• **Instructions for the task**
For the listing that follows, report how many lines contain the string "example", giving the number alone.

• **Given entries**
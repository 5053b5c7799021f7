use axum::{
    extract::{ConnectInfo, FromRequestParts},
    http::request::Parts,
};
use std::net::SocketAddr;

/// Immutable per-request metadata, captured once at extraction and passed
/// explicitly to the operations that record or enforce it. Never read
/// from ambient state.
#[derive(Debug, Clone, Default)]
pub struct RequestContext {
    pub ip: Option<String>,
    pub user_agent: Option<String>,
    pub origin: Option<String>,
}

impl RequestContext {
    pub fn new(ip: Option<String>, user_agent: Option<String>, origin: Option<String>) -> Self {
        Self {
            ip,
            user_agent,
            origin,
        }
    }
}

#[axum::async_trait]
impl<S> FromRequestParts<S> for RequestContext
where
    S: Send + Sync,
{
    type Rejection = std::convert::Infallible;

    async fn from_request_parts(parts: &mut Parts, _state: &S) -> Result<Self, Self::Rejection> {
        // First hop of x-forwarded-for when behind a proxy, else the
        // socket peer address.
        let forwarded = parts
            .headers
            .get("x-forwarded-for")
            .and_then(|v| v.to_str().ok())
            .and_then(|v| v.split(',').next())
            .map(|s| s.trim().to_string())
            .filter(|s| !s.is_empty());

        let ip = forwarded.or_else(|| {
            parts
                .extensions
                .get::<ConnectInfo<SocketAddr>>()
                .map(|ci| ci.0.ip().to_string())
        });

        let user_agent = parts
            .headers
            .get(axum::http::header::USER_AGENT)
            .and_then(|v| v.to_str().ok())
            .map(|s| s.to_string());

        let origin = parts
            .headers
            .get(axum::http::header::ORIGIN)
            .and_then(|v| v.to_str().ok())
            .map(|s| s.to_string());

        Ok(RequestContext {
            ip,
            user_agent,
            origin,
        })
    }
}

#[cfg(test)]
mod tests {
    use super::*;
    use axum::http::Request;

    async fn extract(req: Request<()>) -> RequestContext {
        let (mut parts, _) = req.into_parts();
        RequestContext::from_request_parts(&mut parts, &())
            .await
            .unwrap()
    }

    #[tokio::test]
    async fn forwarded_for_takes_first_hop() {
        let req = Request::builder()
            .header("x-forwarded-for", "203.0.113.7, 10.0.0.1")
            .header("user-agent", "test-agent")
            .header("origin", "https://app.example.com")
            .body(())
            .unwrap();

        let ctx = extract(req).await;
        assert_eq!(ctx.ip.as_deref(), Some("203.0.113.7"));
        assert_eq!(ctx.user_agent.as_deref(), Some("test-agent"));
        assert_eq!(ctx.origin.as_deref(), Some("https://app.example.com"));
    }

    #[tokio::test]
    async fn falls_back_to_connect_info() {
        let mut req = Request::builder().body(()).unwrap();
        req.extensions_mut()
            .insert(ConnectInfo("192.0.2.9:4312".parse::<SocketAddr>().unwrap()));

        let ctx = extract(req).await;
        assert_eq!(ctx.ip.as_deref(), Some("192.0.2.9"));
        assert!(ctx.user_agent.is_none());
        assert!(ctx.origin.is_none());
    }
}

• **Output below**
2